### Directions for this task
Lines from the top of the listing down to the one with "fn carers(&self) -> Result<Vec<CarerId>>;", inclusive, are to be copied exactly.

### Input for this task

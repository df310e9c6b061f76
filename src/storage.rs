use crate::error::{CareError, Result};
use crate::model::{
    check_range, check_weekday, compact_dates, expand_off_days, to_local, BookingOccurrence,
    CarerId, OffDayException, OffDayId, WeeklySchedule, WeeklyScheduleEntry,
};
use anyhow::Context;
use chrono::{DateTime, NaiveDate, Utc};
use chrono_tz::Tz;
use serde::{Deserialize, Serialize};
use std::collections::{BTreeSet, HashSet};
use std::fs;
use std::io::Write;
use std::path::{Path, PathBuf};
use tempfile::NamedTempFile;
use tracing::{debug, info};

/// Accès aux semaines types des intervenants.
pub trait ScheduleStore {
    /// Intervenants ayant au moins une plage hebdomadaire.
    fn carers(&self) -> Result<Vec<CarerId>>;
    fn weekly_schedule(&self, carer: CarerId) -> Result<WeeklySchedule>;
    fn replace_weekly_schedule(
        &mut self,
        carer: CarerId,
        entries: &[WeeklyScheduleEntry],
    ) -> Result<()>;
    /// Retourne `false` si aucune plage n'existait pour ce jour.
    fn delete_weekday(&mut self, carer: CarerId, weekday: u8) -> Result<bool>;
}

/// Accès aux jours off des intervenants.
pub trait OffDayStore {
    fn off_days(&self, carer: CarerId) -> Result<Vec<OffDayException>>;
    fn create_off_day(
        &mut self,
        carer: CarerId,
        from: NaiveDate,
        to: NaiveDate,
    ) -> Result<OffDayId>;
    fn update_off_day(&mut self, id: &OffDayId, from: NaiveDate, to: NaiveDate) -> Result<()>;
    fn delete_off_day(&mut self, id: &OffDayId) -> Result<()>;
    /// Remplace l'ensemble des jours off de `carer` sur `period` (bornes
    /// incluses) par `dates`. Dernier écrivain gagnant, sans jeton de version.
    fn replace_off_days(
        &mut self,
        carer: CarerId,
        period: (NaiveDate, NaiveDate),
        dates: &[NaiveDate],
    ) -> Result<()>;
}

/// Lecture des réservations engagées.
pub trait BookingLedger {
    /// Réservations de `carer` chevauchant `[from, to)`.
    fn bookings_for(
        &self,
        carer: CarerId,
        from: DateTime<Utc>,
        to: DateTime<Utc>,
    ) -> Result<Vec<BookingOccurrence>>;
}

/// Jeu de données complet tel que persisté.
#[derive(Debug, Clone, Default, PartialEq, Serialize, Deserialize)]
pub struct Dataset {
    #[serde(default)]
    pub schedules: Vec<WeeklyScheduleEntry>,
    #[serde(default)]
    pub off_days: Vec<OffDayException>,
    #[serde(default)]
    pub bookings: Vec<BookingOccurrence>,
}

impl Dataset {
    /// Revalide tout le contenu à l'entrée ; un seul enregistrement invalide
    /// rejette le jeu entier.
    pub fn validate(&self) -> Result<()> {
        let mut seen = HashSet::new();
        for entry in &self.schedules {
            entry.validate()?;
            if !seen.insert((entry.carer, entry.weekday)) {
                return Err(CareError::validation(
                    "weekday",
                    format!(
                        "duplicate schedule for carer {} weekday {}",
                        entry.carer, entry.weekday
                    ),
                ));
            }
        }
        let mut ids = HashSet::new();
        for off in &self.off_days {
            off.validate()?;
            if !ids.insert(off.id.as_str()) {
                return Err(CareError::validation(
                    "id",
                    format!("duplicate off-day id {}", off.id.as_str()),
                ));
            }
        }
        for booking in &self.bookings {
            booking.validate()?;
        }
        Ok(())
    }
}

/// Implémentation en mémoire des trois collaborateurs, sur un [`Dataset`].
#[derive(Debug, Clone)]
pub struct MemoryStore {
    data: Dataset,
    tz: Tz,
}

impl MemoryStore {
    pub fn new(data: Dataset, tz: Tz) -> Self {
        Self { data, tz }
    }

    pub fn dataset(&self) -> &Dataset {
        &self.data
    }

    pub fn into_dataset(self) -> Dataset {
        self.data
    }

    fn occupying_bookings(&self, carer: CarerId) -> impl Iterator<Item = &BookingOccurrence> {
        self.data
            .bookings
            .iter()
            .filter(move |b| b.carer == carer && b.status.occupies())
    }

    fn fits_schedule(&self, schedule: &WeeklySchedule, booking: &BookingOccurrence) -> bool {
        let start = to_local(&self.tz, booking.start);
        let end = to_local(&self.tz, booking.end());
        match schedule.window_on(start.date()) {
            Some(w) => {
                start.time() >= w.start && end.date() == start.date() && end.time() <= w.end
            }
            None => false,
        }
    }

    /// Refuse un changement de semaine type qui laisserait une réservation
    /// jusque-là couverte en dehors des plages.
    fn check_schedule_change(
        &self,
        carer: CarerId,
        before: &WeeklySchedule,
        after: &WeeklySchedule,
    ) -> Result<()> {
        if let Some(b) = self
            .occupying_bookings(carer)
            .find(|b| self.fits_schedule(before, b) && !self.fits_schedule(after, b))
        {
            return Err(CareError::Conflict(format!(
                "booking {} at {} would fall outside the working hours of carer {carer}",
                b.id,
                b.start.to_rfc3339()
            )));
        }
        Ok(())
    }

    fn check_off_dates(&self, carer: CarerId, dates: &BTreeSet<NaiveDate>) -> Result<()> {
        if let Some(b) = self
            .occupying_bookings(carer)
            .find(|b| dates.contains(&to_local(&self.tz, b.start).date()))
        {
            return Err(CareError::Conflict(format!(
                "booking {} at {} falls on an off-day of carer {carer}",
                b.id,
                b.start.to_rfc3339()
            )));
        }
        Ok(())
    }

    fn off_day_index(&self, id: &OffDayId) -> Result<usize> {
        self.data
            .off_days
            .iter()
            .position(|o| &o.id == id)
            .ok_or_else(|| CareError::NotFound(format!("off-day {}", id.as_str())))
    }
}

impl ScheduleStore for MemoryStore {
    fn carers(&self) -> Result<Vec<CarerId>> {
        let carers: BTreeSet<CarerId> = self.data.schedules.iter().map(|e| e.carer).collect();
        Ok(carers.into_iter().collect())
    }

    fn weekly_schedule(&self, carer: CarerId) -> Result<WeeklySchedule> {
        let entries: Vec<WeeklyScheduleEntry> = self
            .data
            .schedules
            .iter()
            .filter(|e| e.carer == carer)
            .cloned()
            .collect();
        WeeklySchedule::from_entries(carer, &entries)
    }

    fn replace_weekly_schedule(
        &mut self,
        carer: CarerId,
        entries: &[WeeklyScheduleEntry],
    ) -> Result<()> {
        let after = WeeklySchedule::from_entries(carer, entries)?;
        let before = self.weekly_schedule(carer)?;
        self.check_schedule_change(carer, &before, &after)?;
        self.data.schedules.retain(|e| e.carer != carer);
        self.data.schedules.extend(after.entries());
        info!(carer = carer.get(), days = entries.len(), "weekly schedule replaced");
        Ok(())
    }

    fn delete_weekday(&mut self, carer: CarerId, weekday: u8) -> Result<bool> {
        check_weekday(weekday)?;
        let before = self.weekly_schedule(carer)?;
        let mut after = before.clone();
        if !after.remove_day(weekday) {
            debug!(carer = carer.get(), weekday, "no schedule entry to delete");
            return Ok(false);
        }
        self.check_schedule_change(carer, &before, &after)?;
        self.data
            .schedules
            .retain(|e| !(e.carer == carer && e.weekday == weekday));
        info!(carer = carer.get(), weekday, "weekday removed from schedule");
        Ok(true)
    }
}

impl OffDayStore for MemoryStore {
    fn off_days(&self, carer: CarerId) -> Result<Vec<OffDayException>> {
        let mut out: Vec<OffDayException> = self
            .data
            .off_days
            .iter()
            .filter(|o| o.carer == carer)
            .cloned()
            .collect();
        out.sort_by_key(|o| (o.date_from, o.date_to));
        Ok(out)
    }

    fn create_off_day(
        &mut self,
        carer: CarerId,
        from: NaiveDate,
        to: NaiveDate,
    ) -> Result<OffDayId> {
        let off = OffDayException::new(carer, from, to)?;
        self.check_off_dates(carer, &off.dates().collect::<BTreeSet<_>>())?;
        let id = off.id.clone();
        self.data.off_days.push(off);
        info!(carer = carer.get(), %from, %to, "off-day created");
        Ok(id)
    }

    fn update_off_day(&mut self, id: &OffDayId, from: NaiveDate, to: NaiveDate) -> Result<()> {
        check_range(from, to)?;
        let pos = self.off_day_index(id)?;
        let mut updated = self.data.off_days[pos].clone();
        updated.date_from = from;
        updated.date_to = to;
        self.check_off_dates(updated.carer, &updated.dates().collect::<BTreeSet<_>>())?;
        self.data.off_days[pos] = updated;
        info!(id = id.as_str(), %from, %to, "off-day updated");
        Ok(())
    }

    fn delete_off_day(&mut self, id: &OffDayId) -> Result<()> {
        let pos = self.off_day_index(id)?;
        self.data.off_days.remove(pos);
        info!(id = id.as_str(), "off-day deleted");
        Ok(())
    }

    fn replace_off_days(
        &mut self,
        carer: CarerId,
        period: (NaiveDate, NaiveDate),
        dates: &[NaiveDate],
    ) -> Result<()> {
        let (from, to) = period;
        check_range(from, to)?;
        let wanted: BTreeSet<NaiveDate> = dates.iter().copied().collect();
        if let Some(outside) = wanted.iter().find(|d| **d < from || **d > to) {
            return Err(CareError::validation(
                "dates",
                format!("{outside} is outside the edited period {from}..{to}"),
            ));
        }

        let mine: Vec<OffDayException> = self
            .data
            .off_days
            .iter()
            .filter(|o| o.carer == carer)
            .cloned()
            .collect();
        let previous: BTreeSet<NaiveDate> = expand_off_days(&mine)
            .into_iter()
            .filter(|d| *d >= from && *d <= to)
            .collect();
        let added: BTreeSet<NaiveDate> = wanted.difference(&previous).copied().collect();
        self.check_off_dates(carer, &added)?;

        let mut kept = Vec::new();
        for off in mine {
            if off.date_to < from || off.date_from > to {
                kept.push(off);
                continue;
            }
            if off.date_from < from {
                let before = from.pred_opt().context("date underflow")?;
                kept.push(OffDayException {
                    id: off.id.clone(),
                    carer,
                    date_from: off.date_from,
                    date_to: before,
                });
            }
            if off.date_to > to {
                let after = to.succ_opt().context("date overflow")?;
                kept.push(OffDayException {
                    id: OffDayId::random(),
                    carer,
                    date_from: after,
                    date_to: off.date_to,
                });
            }
        }
        for (date_from, date_to) in compact_dates(&wanted) {
            kept.push(OffDayException::new(carer, date_from, date_to)?);
        }
        self.data.off_days.retain(|o| o.carer != carer);
        self.data.off_days.extend(kept);
        info!(
            carer = carer.get(),
            %from,
            %to,
            days = wanted.len(),
            "off-days replaced for period"
        );
        Ok(())
    }
}

impl BookingLedger for MemoryStore {
    fn bookings_for(
        &self,
        carer: CarerId,
        from: DateTime<Utc>,
        to: DateTime<Utc>,
    ) -> Result<Vec<BookingOccurrence>> {
        let mut out: Vec<BookingOccurrence> = self
            .data
            .bookings
            .iter()
            .filter(|b| b.carer == carer && b.start < to && b.end() > from)
            .cloned()
            .collect();
        out.sort_by_key(|b| b.start);
        Ok(out)
    }
}

pub trait Storage {
    /// Charge un jeu de données depuis un support.
    fn load(&self) -> anyhow::Result<Dataset>;
    /// Sauvegarde de manière atomique.
    fn save(&self, data: &Dataset) -> anyhow::Result<()>;
}

pub struct JsonStorage {
    path: PathBuf,
}

impl JsonStorage {
    pub fn open<P: AsRef<Path>>(path: P) -> anyhow::Result<Self> {
        Ok(Self {
            path: path.as_ref().to_path_buf(),
        })
    }

    pub fn path(&self) -> &Path {
        &self.path
    }
}

impl Storage for JsonStorage {
    fn load(&self) -> anyhow::Result<Dataset> {
        let data =
            fs::read(&self.path).with_context(|| format!("reading {}", self.path.display()))?;
        let dataset: Dataset =
            serde_json::from_slice(&data).with_context(|| "parsing dataset json")?;
        dataset
            .validate()
            .with_context(|| format!("validating {}", self.path.display()))?;
        Ok(dataset)
    }

    fn save(&self, data: &Dataset) -> anyhow::Result<()> {
        let json = serde_json::to_vec_pretty(data)?;
        let dir = match self.path.parent() {
            Some(p) if !p.as_os_str().is_empty() => p,
            _ => Path::new("."),
        };
        let mut tmp = NamedTempFile::new_in(dir).with_context(|| "creating temp file")?;
        tmp.write_all(&json)?;
        tmp.flush()?;
        tmp.as_file().sync_all()?;
        tmp.persist(&self.path).with_context(|| "atomic rename")?;
        Ok(())
    }
}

### Written reply
repository df310e9c6b061f76
filename src/storage.rs
use crate::error::{CareError, Result};
use crate::model::{
    check_range, check_weekday, compact_dates, expand_off_days, to_local, BookingOccurrence,
    CarerId, OffDayException, OffDayId, WeeklySchedule, WeeklyScheduleEntry,
};
use anyhow::Context;
use chrono::{DateTime, NaiveDate, Utc};
use chrono_tz::Tz;
use serde::{Deserialize, Serialize};
use std::collections::{BTreeSet, HashSet};
use std::fs;
use std::io::Write;
use std::path::{Path, PathBuf};
use tempfile::NamedTempFile;
use tracing::{debug, info};

/// Accès aux semaines types des intervenants.
pub trait ScheduleStore {
    /// Intervenants ayant au moins une plage hebdomadaire.
    fn carers(&self) -> Result<Vec<CarerId>>;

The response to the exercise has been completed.